The e61 Institute has called the CGT discount “inequitable and inefficient,” and urged the government to consider a return to the pre-1999 cost base indexing system.

In a submission to the government inquiry into the capital gains tax (CGT) discount, a policy think tank has urged policymakers to consider replacing the discount with a general allowance for inflation and income averaging, akin to the system in place prior to 1999.

The e61 Institute argued the 50 per cent CGT discount was “inequitable and inefficient,” and failed to address the two key issues it was designed to fix: taxation of inflation, and the treatment of ‘lumpy’ capital gains in Australia’s annualised income tax system.

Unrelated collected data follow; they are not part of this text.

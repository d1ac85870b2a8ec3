//! Immutable container for the output of [`score_markers`](crate::markers::score_markers).

use crate::error::{MarkerError, Result};
use crate::markers::average::BlockAverages;
use crate::markers::effect::descending_nan_last;
use crate::markers::summary::EffectSummaries;
use crate::markers::{EffectType, SummaryType};

/// Block selector for the per-block accessors.
#[derive(Debug, Clone, Copy, PartialEq, Eq)]
pub enum BlockChoice {
    /// A specific block
    Index(usize),
    /// The average across blocks; identical to block 0 when there is only one block
    Average,
}

impl From<usize> for BlockChoice {
    fn from(block: usize) -> Self {
        BlockChoice::Index(block)
    }
}

/// Marker statistics for every group.
///
/// All vector accessors return slices of length [`num_features`](Self::num_features) that
/// borrow from the result.
#[derive(Debug, Clone)]
pub struct ScoreMarkersResults {
    num_features: usize,
    /// `[group][block][feature]`
    means: Vec<Vec<Vec<f64>>>,
    /// `[group][block][feature]`
    detected: Vec<Vec<Vec<f64>>>,
    averaged: Option<BlockAverages>,
    cohen: EffectSummaries,
    lfc: EffectSummaries,
    delta_detected: EffectSummaries,
    auc: Option<EffectSummaries>,
}

impl ScoreMarkersResults {
    #[allow(clippy::too_many_arguments)]
    pub(crate) fn new(
        num_features: usize,
        means: Vec<Vec<Vec<f64>>>,
        detected: Vec<Vec<Vec<f64>>>,
        averaged: Option<BlockAverages>,
        cohen: EffectSummaries,
        lfc: EffectSummaries,
        delta_detected: EffectSummaries,
        auc: Option<EffectSummaries>,
    ) -> Self {
        ScoreMarkersResults {
            num_features,
            means,
            detected,
            averaged,
            cohen,
            lfc,
            delta_detected,
            auc,
        }
    }

    pub fn num_groups(&self) -> usize {
        self.means.len()
    }

    /// Number of blocks, or zero if there are no groups.
    pub fn num_blocks(&self) -> usize {
        self.means.first().map_or(0, Vec::len)
    }

    pub fn num_features(&self) -> usize {
        self.num_features
    }

    /// Whether AUCs were computed.
    pub fn has_auc(&self) -> bool {
        self.auc.is_some()
    }

    /// Mean expression of each feature in `group`, for one block or averaged across blocks.
    pub fn means(&self, group: usize, block: impl Into<BlockChoice>) -> Result<&[f64]> {
        let averaged = self.averaged.as_ref().map(|a| a.means.as_slice());
        self.block_view(&self.means, averaged, group, block.into())
    }

    /// Proportion of observations in `group` with detected expression of each feature.
    pub fn detected(&self, group: usize, block: impl Into<BlockChoice>) -> Result<&[f64]> {
        let averaged = self.averaged.as_ref().map(|a| a.detected.as_slice());
        self.block_view(&self.detected, averaged, group, block.into())
    }

    pub fn cohen(&self, group: usize, summary: SummaryType) -> Result<&[f64]> {
        self.summary(EffectType::Cohen, group, summary)
    }

    pub fn lfc(&self, group: usize, summary: SummaryType) -> Result<&[f64]> {
        self.summary(EffectType::Lfc, group, summary)
    }

    pub fn delta_detected(&self, group: usize, summary: SummaryType) -> Result<&[f64]> {
        self.summary(EffectType::DeltaDetected, group, summary)
    }

    /// Fails with [`MarkerError::UnavailableStatistic`] if AUCs were not computed.
    pub fn auc(&self, group: usize, summary: SummaryType) -> Result<&[f64]> {
        self.summary(EffectType::Auc, group, summary)
    }

    /// Summarized `effect` for `group` across its comparisons with all other groups.
    pub fn summary(&self, effect: EffectType, group: usize, summary: SummaryType) -> Result<&[f64]> {
        self.check_group(group)?;
        let store = match effect {
            EffectType::Cohen => Some(&self.cohen),
            EffectType::Lfc => Some(&self.lfc),
            EffectType::DeltaDetected => Some(&self.delta_detected),
            EffectType::Auc => self.auc.as_ref(),
        };
        store
            .and_then(|s| s.get(group, summary))
            .ok_or(MarkerError::UnavailableStatistic { effect, summary })
    }

    /// Indices of the `n` best markers of `group` under one summarized effect.
    ///
    /// Larger values rank first, except for [`SummaryType::MinRank`] where smaller ranks do.
    /// NaN values go last and ties keep feature order.
    pub fn top_markers(
        &self,
        group: usize,
        effect: EffectType,
        summary: SummaryType,
        n: usize,
    ) -> Result<Vec<usize>> {
        let values = self.summary(effect, group, summary)?;

        let mut indices: Vec<usize> = (0..values.len()).collect();
        indices.sort_by(|&a, &b| {
            let order = match summary {
                SummaryType::MinRank => descending_nan_last(-values[a], -values[b]),
                _ => descending_nan_last(values[a], values[b]),
            };
            order.then(a.cmp(&b))
        });
        indices.truncate(n);
        Ok(indices)
    }

    fn check_group(&self, group: usize) -> Result<()> {
        if group >= self.num_groups() {
            return Err(MarkerError::invalid_config(format!(
                "group index {} out of range for {} groups",
                group,
                self.num_groups()
            )));
        }
        Ok(())
    }

    fn block_view<'a>(
        &self,
        per_block: &'a [Vec<Vec<f64>>],
        averaged: Option<&'a [Vec<f64>]>,
        group: usize,
        block: BlockChoice,
    ) -> Result<&'a [f64]> {
        self.check_group(group)?;
        let blocks = &per_block[group];
        match block {
            BlockChoice::Average => Ok(averaged.map_or(blocks[0].as_slice(), |a| a[group].as_slice())),
            BlockChoice::Index(b) => blocks.get(b).map(Vec::as_slice).ok_or_else(|| {
                MarkerError::invalid_config(format!(
                    "block index {} out of range for {} blocks",
                    b,
                    blocks.len()
                ))
            }),
        }
    }
}

impl PartialEq for ScoreMarkersResults {
    /// Bitwise comparison of every stored value, so identical NaNs compare equal.
    fn eq(&self, other: &Self) -> bool {
        fn same(a: &[f64], b: &[f64]) -> bool {
            a.len() == b.len() && a.iter().zip(b).all(|(x, y)| x.to_bits() == y.to_bits())
        }

        let dims = self.num_features == other.num_features
            && self.num_groups() == other.num_groups()
            && self.num_blocks() == other.num_blocks()
            && self.has_auc() == other.has_auc();
        if !dims {
            return false;
        }

        let blocks: Vec<BlockChoice> = (0..self.num_blocks())
            .map(BlockChoice::Index)
            .chain(std::iter::once(BlockChoice::Average))
            .collect();
        let effects = [
            EffectType::Cohen,
            EffectType::Lfc,
            EffectType::DeltaDetected,
            EffectType::Auc,
        ];

        (0..self.num_groups()).all(|g| {
            let per_block = blocks.iter().all(|&b| {
                match (self.means(g, b), other.means(g, b), self.detected(g, b), other.detected(g, b)) {
                    (Ok(m1), Ok(m2), Ok(d1), Ok(d2)) => same(m1, m2) && same(d1, d2),
                    _ => false,
                }
            });
            let summaries = effects.iter().all(|&e| {
                SummaryType::ALL.iter().all(|&s| {
                    match (self.summary(e, g, s), other.summary(e, g, s)) {
                        (Ok(a), Ok(b)) => same(a, b),
                        (Err(_), Err(_)) => true,
                        _ => false,
                    }
                })
            });
            per_block && summaries
        })
    }
}
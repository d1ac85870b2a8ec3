//! Delayed concatenation of matrices, with an optional name-based row intersection.

use std::collections::{HashMap, HashSet};

use log::debug;
use rayon::prelude::*;
use single_utilities::traits::FloatOpsTS;

use crate::error::{Dimension, MarkerError, Result};
use crate::matrix::{BindAxis, MatrixHandle};

/// Integer code naming a feature, used to match rows across inputs.
pub type RowIdentifier = i32;

/// Place `matrices` side by side. All inputs must have the same number of rows.
pub fn cbind<T>(matrices: &[MatrixHandle<T>]) -> Result<MatrixHandle<T>>
where
    T: FloatOpsTS,
{
    bind(matrices, BindAxis::Columns)
}

/// Stack `matrices` on top of each other. All inputs must have the same number of columns.
pub fn rbind<T>(matrices: &[MatrixHandle<T>]) -> Result<MatrixHandle<T>>
where
    T: FloatOpsTS,
{
    bind(matrices, BindAxis::Rows)
}

fn bind<T>(matrices: &[MatrixHandle<T>], axis: BindAxis) -> Result<MatrixHandle<T>>
where
    T: FloatOpsTS,
{
    let (operation, dimension) = match axis {
        BindAxis::Columns => ("cbind", Dimension::Rows),
        BindAxis::Rows => ("rbind", Dimension::Columns),
    };
    let extent = |m: &MatrixHandle<T>| match axis {
        BindAxis::Columns => m.nrows(),
        BindAxis::Rows => m.ncols(),
    };

    let first = matrices
        .first()
        .ok_or(MarkerError::EmptyInput { operation })?;
    let shared = extent(first);

    for (i, current) in matrices.iter().enumerate().skip(1) {
        let found = extent(current);
        if found != shared {
            return Err(MarkerError::shape_mismatch(i, dimension, shared, found));
        }
    }

    if matrices.len() == 1 {
        return Ok(first.clone());
    }

    let bound = MatrixHandle::bound(axis, matrices.to_vec());
    debug!(
        "{} of {} matrices -> {} x {}",
        operation,
        matrices.len(),
        bound.nrows(),
        bound.ncols()
    );
    Ok(bound)
}

/// Column-bind `matrices` after restricting every input to the row identifiers they all share.
///
/// Rows of the result follow the order in which the shared identifiers first appear in
/// `row_ids[0]`. Within a single input, a repeated identifier resolves to its last row.
///
/// # Returns
///
/// The combined matrix and, for each of its rows, the row index in the first input. Use the
/// latter with [`select_by_index`] to recover row labels for the combined matrix.
pub fn cbind_with_rownames<T>(
    matrices: &[MatrixHandle<T>],
    row_ids: &[&[RowIdentifier]],
) -> Result<(MatrixHandle<T>, Vec<usize>)>
where
    T: FloatOpsTS,
{
    if matrices.is_empty() {
        return Err(MarkerError::EmptyInput {
            operation: "cbind_with_rownames",
        });
    }
    if row_ids.len() != matrices.len() {
        return Err(MarkerError::invalid_config(format!(
            "expected one identifier array per matrix ({}), got {}",
            matrices.len(),
            row_ids.len()
        )));
    }
    for (i, (matrix, ids)) in matrices.iter().zip(row_ids).enumerate() {
        if ids.len() != matrix.nrows() {
            return Err(MarkerError::shape_mismatch(
                i,
                Dimension::RowIdentifiers,
                matrix.nrows(),
                ids.len(),
            ));
        }
    }

    // Later inserts overwrite earlier ones, so the last duplicate wins.
    let lookups: Vec<HashMap<RowIdentifier, usize>> = row_ids
        .par_iter()
        .map(|ids| ids.iter().enumerate().map(|(row, &id)| (id, row)).collect())
        .collect();

    let mut seen = HashSet::new();
    let common: Vec<RowIdentifier> = row_ids[0]
        .iter()
        .copied()
        .filter(|id| lookups.iter().all(|lookup| lookup.contains_key(id)))
        .filter(|&id| seen.insert(id))
        .collect();

    if common.is_empty() {
        return Err(MarkerError::EmptyIntersection {
            inputs: matrices.len(),
        });
    }
    debug!(
        "intersection of {} inputs retains {} rows",
        matrices.len(),
        common.len()
    );

    let selections: Vec<Vec<usize>> = lookups
        .par_iter()
        .map(|lookup| common.iter().map(|id| lookup[id]).collect())
        .collect();

    let resliced = matrices
        .iter()
        .zip(&selections)
        .map(|(matrix, rows)| {
            let identity = rows.len() == matrix.nrows() && rows.iter().enumerate().all(|(i, &r)| i == r);
            if identity {
                Ok(matrix.clone())
            } else {
                matrix.subset_rows(rows.clone())
            }
        })
        .collect::<Result<Vec<_>>>()?;

    let combined = cbind(&resliced)?;
    let first_rows = selections.into_iter().next().unwrap_or_default();
    Ok((combined, first_rows))
}

/// Pick `labels[i]` for every `i` in `indices`, e.g. to label the rows of an intersection bind.
///
/// Returns `None` if any index is out of range for `labels`.
pub fn select_by_index<L: Clone>(labels: &[L], indices: &[usize]) -> Option<Vec<L>> {
    indices.iter().map(|&i| labels.get(i).cloned()).collect()
}

#[cfg(test)]
mod tests {
    use super::*;
    use ndarray::{array, Array2};

    fn create_matrix(nrows: usize, ncols: usize, start: f64) -> MatrixHandle<f64> {
        let values = Array2::from_shape_fn((nrows, ncols), |(r, c)| start + (r * ncols + c) as f64);
        MatrixHandle::from_dense(values)
    }

    #[test]
    fn test_cbind_routes_columns() {
        let a = create_matrix(3, 2, 0.0);
        let b = create_matrix(3, 4, 100.0);
        let bound = cbind(&[a.clone(), b.clone()]).unwrap();

        assert_eq!(bound.shape(), (3, 6));
        for c in 0..2 {
            assert_eq!(bound.column(c), a.column(c));
        }
        for c in 2..6 {
            assert_eq!(bound.column(c), b.column(c - 2));
        }
        assert_eq!(bound.row(1), vec![2.0, 3.0, 104.0, 105.0, 106.0, 107.0]);
    }

    #[test]
    fn test_rbind_routes_rows() {
        let a = create_matrix(2, 3, 0.0);
        let b = create_matrix(1, 3, 50.0);
        let bound = rbind(&[a.clone(), b.clone()]).unwrap();

        assert_eq!(bound.shape(), (3, 3));
        assert_eq!(bound.row(0), a.row(0));
        assert_eq!(bound.row(2), b.row(0));
        assert_eq!(bound.column(2), vec![2.0, 5.0, 52.0]);
    }

    #[test]
    fn test_single_input_is_returned_as_is() {
        let a = create_matrix(2, 2, 0.0);
        assert!(cbind(&[a.clone()]).unwrap().ptr_eq(&a));
        assert!(rbind(&[a.clone()]).unwrap().ptr_eq(&a));
    }

    #[test]
    fn test_mismatch_identifies_input() {
        let a = create_matrix(3, 2, 0.0);
        let b = create_matrix(3, 2, 0.0);
        let c = create_matrix(4, 2, 0.0);

        let err = cbind(&[a.clone(), b, c]).unwrap_err();
        assert_eq!(err, MarkerError::shape_mismatch(2, Dimension::Rows, 3, 4));

        let d = create_matrix(3, 5, 0.0);
        let err = rbind(&[a, d]).unwrap_err();
        assert_eq!(err, MarkerError::shape_mismatch(1, Dimension::Columns, 2, 5));
    }

    #[test]
    fn test_empty_input() {
        let empty: Vec<MatrixHandle<f64>> = Vec::new();
        assert!(matches!(cbind(&empty), Err(MarkerError::EmptyInput { .. })));
        assert!(matches!(rbind(&empty), Err(MarkerError::EmptyInput { .. })));
        assert!(matches!(
            cbind_with_rownames(&empty, &[]),
            Err(MarkerError::EmptyInput { .. })
        ));
    }

    #[test]
    fn test_intersection_keeps_first_input_order() {
        let a = MatrixHandle::from_dense(array![[1.0, 1.5], [2.0, 2.5], [3.0, 3.5]]);
        let b = MatrixHandle::from_dense(array![[20.0], [30.0], [40.0]]);

        let (combined, first_rows) =
            cbind_with_rownames(&[a, b], &[&[1, 2, 3], &[2, 3, 4]]).unwrap();

        assert_eq!(first_rows, vec![1, 2]);
        assert_eq!(combined.shape(), (2, 3));
        assert_eq!(combined.row(0), vec![2.0, 2.5, 20.0]);
        assert_eq!(combined.row(1), vec![3.0, 3.5, 30.0]);
    }

    #[test]
    fn test_intersection_reorders_later_inputs() {
        let a = MatrixHandle::from_dense(array![[1.0], [2.0], [3.0]]);
        let b = MatrixHandle::from_dense(array![[30.0], [10.0], [20.0]]);

        let (combined, first_rows) =
            cbind_with_rownames(&[a, b], &[&[7, 8, 9], &[9, 7, 8]]).unwrap();

        assert_eq!(first_rows, vec![0, 1, 2]);
        assert_eq!(combined.to_dense(), array![[1.0, 10.0], [2.0, 20.0], [3.0, 30.0]]);
    }

    #[test]
    fn test_intersection_duplicates_take_last_row() {
        let a = MatrixHandle::from_dense(array![[1.0], [2.0], [3.0]]);
        let b = MatrixHandle::from_dense(array![[10.0], [20.0]]);

        let (combined, first_rows) =
            cbind_with_rownames(&[a, b], &[&[5, 6, 5], &[5, 5]]).unwrap();

        assert_eq!(first_rows, vec![2]);
        assert_eq!(combined.row(0), vec![3.0, 20.0]);
    }

    #[test]
    fn test_intersection_errors() {
        let a = create_matrix(2, 1, 0.0);
        let b = create_matrix(2, 1, 0.0);

        let err = cbind_with_rownames(&[a.clone(), b.clone()], &[&[1, 2], &[3, 4]]).unwrap_err();
        assert_eq!(err, MarkerError::EmptyIntersection { inputs: 2 });

        let err = cbind_with_rownames(&[a, b], &[&[1, 2], &[1]]).unwrap_err();
        assert_eq!(
            err,
            MarkerError::shape_mismatch(1, Dimension::RowIdentifiers, 2, 1)
        );
    }

    #[test]
    fn test_select_by_index() {
        let labels = vec!["CD3E", "CD4", "MS4A1"];
        assert_eq!(select_by_index(&labels, &[2, 0]), Some(vec!["MS4A1", "CD3E"]));
        assert_eq!(select_by_index(&labels, &[]), Some(vec![]));
        assert_eq!(select_by_index(&labels, &[1, 3]), None);
    }
}
//! Shared, immutable feature × observation matrices.
//!
//! A [`MatrixHandle`] is a cheap-to-clone reference to one of a small set of storage
//! variants: a dense `ndarray` leaf, a sparse `CsrMatrix` leaf, a delayed bind of other
//! handles, or a delayed row subset of another handle. Composite handles never copy the
//! data of their inputs; every read is routed to the owning leaf.
//!
//! Rows are features (genes) and columns are observations (cells) throughout the crate.

use std::sync::Arc;

use nalgebra_sparse::CsrMatrix;
use ndarray::Array2;
use single_utilities::traits::FloatOpsTS;

use crate::error::{MarkerError, Result};

pub mod bind;

pub use bind::{cbind, cbind_with_rownames, rbind, select_by_index, RowIdentifier};

/// Axis along which a set of matrices is concatenated.
#[derive(Debug, Clone, Copy, PartialEq, Eq)]
pub enum BindAxis {
    /// Stack matrices on top of each other (`rbind`), columns must agree.
    Rows,
    /// Place matrices side by side (`cbind`), rows must agree.
    Columns,
}

/// Reference-counted handle to an immutable numeric matrix.
#[derive(Debug)]
pub struct MatrixHandle<T> {
    node: Arc<MatrixNode<T>>,
}

// Manual impl so cloning a handle never requires `T: Clone`.
impl<T> Clone for MatrixHandle<T> {
    fn clone(&self) -> Self {
        MatrixHandle {
            node: Arc::clone(&self.node),
        }
    }
}

#[derive(Debug)]
enum MatrixNode<T> {
    Dense(Array2<T>),
    Sparse(CsrMatrix<T>),
    Bound(BoundMatrix<T>),
    RowSubset(RowSubset<T>),
}

#[derive(Debug)]
struct BoundMatrix<T> {
    axis: BindAxis,
    parts: Vec<MatrixHandle<T>>,
    /// Cumulative extents along `axis`, `parts.len() + 1` entries starting at zero.
    offsets: Vec<usize>,
    nrows: usize,
    ncols: usize,
}

#[derive(Debug)]
struct RowSubset<T> {
    inner: MatrixHandle<T>,
    rows: Vec<usize>,
}

impl<T> BoundMatrix<T> {
    /// Index of the part owning `position` along the bound axis, and the offset within it.
    fn locate(&self, position: usize) -> (usize, usize) {
        // Empty parts share their offset with the next part, so take the last match.
        let part = self.offsets.partition_point(|&o| o <= position) - 1;
        (part, position - self.offsets[part])
    }
}

#[inline]
fn to_f64<T: FloatOpsTS>(value: T) -> f64 {
    num_traits::ToPrimitive::to_f64(&value).unwrap_or(f64::NAN)
}

impl<T> MatrixHandle<T>
where
    T: FloatOpsTS,
{
    /// Wrap a dense matrix (features in rows, observations in columns).
    pub fn from_dense(matrix: Array2<T>) -> Self {
        Self::from_node(MatrixNode::Dense(matrix))
    }

    /// Wrap a sparse CSR matrix (features in rows, observations in columns).
    pub fn from_csr(matrix: CsrMatrix<T>) -> Self {
        Self::from_node(MatrixNode::Sparse(matrix))
    }

    fn from_node(node: MatrixNode<T>) -> Self {
        MatrixHandle {
            node: Arc::new(node),
        }
    }

    /// Build a delayed bind. Shapes must already have been validated by the caller.
    pub(crate) fn bound(axis: BindAxis, parts: Vec<MatrixHandle<T>>) -> Self {
        let mut offsets = Vec::with_capacity(parts.len() + 1);
        offsets.push(0);
        let mut total = 0;
        for part in &parts {
            total += match axis {
                BindAxis::Rows => part.nrows(),
                BindAxis::Columns => part.ncols(),
            };
            offsets.push(total);
        }

        let (nrows, ncols) = match axis {
            BindAxis::Rows => (total, parts.first().map_or(0, |p| p.ncols())),
            BindAxis::Columns => (parts.first().map_or(0, |p| p.nrows()), total),
        };

        Self::from_node(MatrixNode::Bound(BoundMatrix {
            axis,
            parts,
            offsets,
            nrows,
            ncols,
        }))
    }

    /// Delayed selection of `rows` (in the given order, repeats allowed).
    pub fn subset_rows(&self, rows: Vec<usize>) -> Result<Self> {
        let nrows = self.nrows();
        if let Some(&bad) = rows.iter().find(|&&r| r >= nrows) {
            return Err(MarkerError::invalid_config(format!(
                "row index {} out of range for a matrix with {} rows",
                bad, nrows
            )));
        }
        Ok(Self::from_node(MatrixNode::RowSubset(RowSubset {
            inner: self.clone(),
            rows,
        })))
    }

    pub fn nrows(&self) -> usize {
        match self.node.as_ref() {
            MatrixNode::Dense(m) => m.nrows(),
            MatrixNode::Sparse(m) => m.nrows(),
            MatrixNode::Bound(b) => b.nrows,
            MatrixNode::RowSubset(s) => s.rows.len(),
        }
    }

    pub fn ncols(&self) -> usize {
        match self.node.as_ref() {
            MatrixNode::Dense(m) => m.ncols(),
            MatrixNode::Sparse(m) => m.ncols(),
            MatrixNode::Bound(b) => b.ncols,
            MatrixNode::RowSubset(s) => s.inner.ncols(),
        }
    }

    /// `(rows, columns)`
    pub fn shape(&self) -> (usize, usize) {
        (self.nrows(), self.ncols())
    }

    /// Whether both handles refer to the same underlying node.
    pub fn ptr_eq(&self, other: &Self) -> bool {
        Arc::ptr_eq(&self.node, &other.node)
    }

    /// Read a single element, `None` if out of range.
    pub fn get(&self, row: usize, col: usize) -> Option<f64> {
        if row >= self.nrows() || col >= self.ncols() {
            return None;
        }
        Some(self.get_unchecked(row, col))
    }

    fn get_unchecked(&self, row: usize, col: usize) -> f64 {
        match self.node.as_ref() {
            MatrixNode::Dense(m) => to_f64(m[[row, col]]),
            MatrixNode::Sparse(m) => m
                .get_entry(row, col)
                .map_or(0.0, |entry| to_f64(entry.into_value())),
            MatrixNode::Bound(b) => match b.axis {
                BindAxis::Rows => {
                    let (part, local) = b.locate(row);
                    b.parts[part].get_unchecked(local, col)
                }
                BindAxis::Columns => {
                    let (part, local) = b.locate(col);
                    b.parts[part].get_unchecked(row, local)
                }
            },
            MatrixNode::RowSubset(s) => s.inner.get_unchecked(s.rows[row], col),
        }
    }

    /// Dense copy of one feature across all observations.
    pub fn row(&self, row: usize) -> Vec<f64> {
        let mut out = vec![0.0; self.ncols()];
        self.fetch_row(row, &mut out);
        out
    }

    /// Dense copy of one observation across all features.
    pub fn column(&self, col: usize) -> Vec<f64> {
        let mut out = vec![0.0; self.nrows()];
        self.fetch_column(col, &mut out);
        out
    }

    /// Fill `out` (length `ncols`) with row `row`.
    pub(crate) fn fetch_row(&self, row: usize, out: &mut [f64]) {
        debug_assert_eq!(out.len(), self.ncols());
        match self.node.as_ref() {
            MatrixNode::Dense(m) => {
                for (o, &v) in out.iter_mut().zip(m.row(row).iter()) {
                    *o = to_f64(v);
                }
            }
            MatrixNode::Sparse(m) => {
                out.fill(0.0);
                let lane = m.row(row);
                for (&c, &v) in lane.col_indices().iter().zip(lane.values()) {
                    out[c] = to_f64(v);
                }
            }
            MatrixNode::Bound(b) => match b.axis {
                BindAxis::Rows => {
                    let (part, local) = b.locate(row);
                    b.parts[part].fetch_row(local, out);
                }
                BindAxis::Columns => {
                    for (part, window) in b.parts.iter().zip(b.offsets.windows(2)) {
                        part.fetch_row(row, &mut out[window[0]..window[1]]);
                    }
                }
            },
            MatrixNode::RowSubset(s) => s.inner.fetch_row(s.rows[row], out),
        }
    }

    /// Fill `out` (length `nrows`) with column `col`.
    pub(crate) fn fetch_column(&self, col: usize, out: &mut [f64]) {
        debug_assert_eq!(out.len(), self.nrows());
        match self.node.as_ref() {
            MatrixNode::Dense(m) => {
                for (o, &v) in out.iter_mut().zip(m.column(col).iter()) {
                    *o = to_f64(v);
                }
            }
            MatrixNode::Sparse(m) => {
                for (r, o) in out.iter_mut().enumerate() {
                    *o = m
                        .get_entry(r, col)
                        .map_or(0.0, |entry| to_f64(entry.into_value()));
                }
            }
            MatrixNode::Bound(b) => match b.axis {
                BindAxis::Rows => {
                    for (part, window) in b.parts.iter().zip(b.offsets.windows(2)) {
                        part.fetch_column(col, &mut out[window[0]..window[1]]);
                    }
                }
                BindAxis::Columns => {
                    let (part, local) = b.locate(col);
                    b.parts[part].fetch_column(local, out);
                }
            },
            MatrixNode::RowSubset(s) => {
                let full = s.inner.column(col);
                for (o, &r) in out.iter_mut().zip(&s.rows) {
                    *o = full[r];
                }
            }
        }
    }

    /// Materialize the handle into a dense `f64` array.
    pub fn to_dense(&self) -> Array2<f64> {
        let (nrows, ncols) = self.shape();
        let mut out = Array2::zeros((nrows, ncols));
        let mut buffer = vec![0.0; ncols];
        for (r, mut lane) in out.rows_mut().into_iter().enumerate() {
            self.fetch_row(r, &mut buffer);
            for (o, &v) in lane.iter_mut().zip(&buffer) {
                *o = v;
            }
        }
        out
    }
}

impl<T: FloatOpsTS> From<Array2<T>> for MatrixHandle<T> {
    fn from(matrix: Array2<T>) -> Self {
        MatrixHandle::from_dense(matrix)
    }
}

impl<T: FloatOpsTS> From<CsrMatrix<T>> for MatrixHandle<T> {
    fn from(matrix: CsrMatrix<T>) -> Self {
        MatrixHandle::from_csr(matrix)
    }
}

“The current discount fails to properly mitigate either of these concerns. It overcompensates high-income earners and undercompensates low-income earners for these issues,” the report’s authors, Greg Kaplan, Matthew Maltman and Matt Nolan, said.

 
 

“This is not just inequitable, but distorts the way Australian’s work, save, invest, and finance their investments – generating broader productivity costs and reducing the ability for the tax system to raise necessary revenue.”

The authors argued that the CGT discount, in its current form, breached principles of horizontal equity in the tax system for higher earners. Their analysis found that individuals at the 99th income percentile could see effective tax rates ranging from 19 per cent to almost 40 per cent in a given year.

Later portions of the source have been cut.